The English Church in the Eighteenth Century eBook

This eBook from the Gutenberg Project consists of approximately 807 pages of information about The English Church in the Eighteenth Century.

The English Church in the Eighteenth Century eBook

This eBook from the Gutenberg Project consists of approximately 807 pages of information about The English Church in the Eighteenth Century.

These, however, were exceptional cases.  As a rule, Lady Huntingdon was in far more danger of being spoiled by flattery than of being discouraged by rebuffs.  Poor Whitefield’s painful adulation of his patroness has been already alluded to; and it was but natural that the students at her college, who owed their all to her, should, in after-life, have been inclined to treat her with too great subservience.
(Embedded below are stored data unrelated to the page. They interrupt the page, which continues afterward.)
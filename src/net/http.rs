use axum::{
    Json, Router,
    extract::{Query, State},
    http::StatusCode,
    response::{Html, IntoResponse, Response},
    routing::{get, post},
};
use serde::{Deserialize, Serialize};
use serde_json::json;
use std::sync::Arc;
use tower_http::cors::{Any, CorsLayer};

use crate::Registry;
use crate::error::{InfraError, InfraResult};
use crate::models::user::{OAuthProfile, SessionUser};
use crate::renderer::{render_landing, render_nav, render_root_layout};
use crate::services::{SignInError, SignInOutcome};

/// Run the HTTP server
pub async fn serve(addr: std::net::SocketAddr, registry: Arc<Registry>) -> InfraResult<()> {
    let app = router(registry);

    let listener = tokio::net::TcpListener::bind(&addr).await.map_err(InfraError::from)?;
    axum::serve(listener, app).await.map_err(InfraError::from)?;
    Ok(())
}

pub fn router(registry: Arc<Registry>) -> Router {
    Router::new()
        .route("/", get(index))
        .route("/api/auth/providers", get(providers))
        .route("/api/auth/callback/google", post(google_callback))
        .route("/api/auth/session", get(session))
        .with_state(registry)
        .layer(CorsLayer::new().allow_origin(Any).allow_methods(Any).allow_headers(Any))
}

async fn index(State(registry): State<Arc<Registry>>) -> Html<String> {
    let meta = &registry.config.site;
    Html(render_root_layout(meta, &render_nav(meta, None), &render_landing(meta)))
}

#[derive(Debug, Serialize)]
#[serde(rename_all = "camelCase")]
struct ProviderInfo {
    id: &'static str,
    name: &'static str,
    #[serde(rename = "type")]
    kind: &'static str,
    signin_url: String,
    callback_url: String,
}

async fn providers(State(registry): State<Arc<Registry>>) -> Json<serde_json::Value> {
    let base = registry.config.public_url.trim_end_matches('/');
    let google = ProviderInfo {
        id: "google",
        name: "Google",
        kind: "oauth",
        signin_url: format!("{base}/api/auth/signin/google"),
        callback_url: format!("{base}/api/auth/callback/google"),
    };

    Json(json!({ "google": google }))
}

#[derive(Debug, Serialize)]
struct SignInResponse {
    ok: bool,
    created: bool,
    user: SessionUser,
}

async fn google_callback(State(registry): State<Arc<Registry>>, Json(profile): Json<OAuthProfile>) -> Response {
    match registry.services.auth.sign_in(&profile).await {
        SignInOutcome::Admitted(p) => Json(SignInResponse {
            ok: true,
            created: p.created,
            user: SessionUser::from(&p.user),
        })
        .into_response(),
        // The reason stays in the server log
        SignInOutcome::Denied(_) => {
            (StatusCode::FORBIDDEN, Json(json!({ "ok": false, "error": "AccessDenied" }))).into_response()
        }
    }
}

#[derive(Debug, Deserialize)]
struct SessionQuery {
    email: String,
}

async fn session(
    State(registry): State<Arc<Registry>>,
    Query(q): Query<SessionQuery>,
) -> Result<Json<SessionUser>, SignInError> {
    let user = registry.services.auth.session(&q.email).await?;
    Ok(Json(user))
}

impl IntoResponse for SignInError {
    fn into_response(self) -> Response {
        let status = match &self {
            SignInError::UnknownUser(_) => StatusCode::NOT_FOUND,
            SignInError::MissingEmail | SignInError::Validation(_) => StatusCode::BAD_REQUEST,
            SignInError::UsernameTaken(_) => StatusCode::CONFLICT,
            SignInError::Database(e) => {
                tracing::error!(error = %e, "storage failure while serving request");
                StatusCode::INTERNAL_SERVER_ERROR
            }
        };

        let message = match status {
            StatusCode::INTERNAL_SERVER_ERROR => "internal error".to_string(),
            _ => self.to_string(),
        };

        (status, Json(json!({ "error": message }))).into_response()
    }
}
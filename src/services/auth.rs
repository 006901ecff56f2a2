use crate::db::error::{EMAIL_CONSTRAINT, USERNAME_CONSTRAINT};
use crate::db::repo::UserRepo;
use crate::models::user::{NewUser, OAuthProfile, SessionUser, User};
use crate::models::username::derive_username;
use crate::services::SignInError;
use std::sync::Arc;

pub type SignInResult<T> = Result<T, SignInError>;

/// Handles the provider callbacks: provisioning on sign-in and session lookup.
pub struct AuthService {
    repo: Arc<dyn UserRepo>,
}

#[derive(Debug, Clone)]
pub struct Provisioned {
    pub user: User,
    /// True when this sign-in created the user record
    pub created: bool,
}

/// Whether a session may be issued for a sign-in attempt.
#[derive(Debug)]
pub enum SignInOutcome {
    Admitted(Provisioned),
    Denied(SignInError),
}

impl SignInOutcome {
    pub fn is_admitted(&self) -> bool {
        matches!(self, SignInOutcome::Admitted(_))
    }
}

impl AuthService {
    pub fn new(repo: Arc<dyn UserRepo>) -> Self {
        Self { repo }
    }

    /// Sign-in callback. Provisions the user on first login and decides whether
    /// the session is admitted. Any provisioning failure denies the session.
    pub async fn sign_in(&self, profile: &OAuthProfile) -> SignInOutcome {
        match self.provision(profile).await {
            Ok(p) => {
                tracing::info!(email = %p.user.email, username = %p.user.username, created = p.created, "sign-in admitted");
                SignInOutcome::Admitted(p)
            }
            Err(e) => {
                tracing::warn!(email = %profile.email, error = %e, "sign-in denied");
                SignInOutcome::Denied(e)
            }
        }
    }

    /// Returns the user for the profile's email, creating it when missing.
    pub async fn provision(&self, profile: &OAuthProfile) -> SignInResult<Provisioned> {
        let email = profile.email.as_str();
        if email.trim().is_empty() {
            return Err(SignInError::MissingEmail);
        }

        if let Some(user) = self.repo.find_by_email(email).await? {
            return Ok(Provisioned { user, created: false });
        }

        let username = derive_username(profile.display_name())?;
        if let Some(owner) = self.repo.find_by_username(username.as_str()).await? {
            // Same person, provisioned by a concurrent sign-in since our email lookup
            if owner.email == email {
                return Ok(Provisioned { user: owner, created: false });
            }
            return Err(SignInError::UsernameTaken(username.into_inner()));
        }

        let candidate = username.to_string();
        let new_user = NewUser {
            email: email.to_string(),
            username,
            image: profile.picture.clone(),
        };

        match self.repo.create_user(new_user).await {
            Ok(user) => {
                tracing::info!(user_id = %user.id, username = %user.username, "provisioned new user");
                Ok(Provisioned { user, created: true })
            }
            // A concurrent first sign-in for the same email got there first
            Err(e) if e.is_unique_violation_on(EMAIL_CONSTRAINT) => match self.repo.find_by_email(email).await? {
                Some(user) => Ok(Provisioned { user, created: false }),
                None => Err(e.into()),
            },
            Err(e) if e.is_unique_violation_on(USERNAME_CONSTRAINT) => match self.repo.find_by_email(email).await? {
                Some(user) => Ok(Provisioned { user, created: false }),
                None => Err(SignInError::UsernameTaken(candidate)),
            },
            Err(e) => Err(e.into()),
        }
    }

    /// Session callback. Attaches the stored user id to the session of `email`.
    pub async fn session(&self, email: &str) -> SignInResult<SessionUser> {
        let Some(user) = self.repo.find_by_email(email).await? else {
            return Err(SignInError::UnknownUser(email.to_string()));
        };

        Ok(SessionUser::from(&user))
    }
}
One is thankful to find no traces of undue deference on the part of those parochial clergymen who were made her chaplains, and who at irregular intervals, when they could be spared from their own parishes, supplied her chapels.  But though these good men did not flatter her, they felt and expressed the greatest respect for her character and exertions, as did also the Methodists generally.  Fletcher described an interview with her in terms which sound rather overstrained, not to say irreverent, to English ears; but allowance should be made for the ‘effusion’ in which foreigners are wont to indulge.  ‘Our conversation,’ he writes to Charles Wesley, ’was deep and full of the energy of faith.  As to me, I sat like Paul at the feet of Gamaliel; I passed three hours with a modern prodigy—­a pious and humble countess.  I went with trembling and in obedience to your orders; but I soon perceived a little of what the disciples felt when Christ said to them, It is I—­be not afraid.’ John Wesley, in spite of his differences with her, owned that ’she was much devoted to God and had a thousand valuable and amiable qualities.’  Rowland Hill, when a young man, wrote in still stronger terms:  ’I am glad to hear the Head is better.  What zeal for God perpetually attends her!  Had I twenty bodies, I could like nineteen of them to run about for her.’[772]

The good countess was not unworthy of all this esteem.  In spite of her little foibles, she was a thoroughly earnest Christian woman.  Her munificence was unbounded.  ‘She would give,’ said Grimshaw, ’to the last gown on her back.’  She is said to have spent during her life more than 100,000_l._ in the service of religion.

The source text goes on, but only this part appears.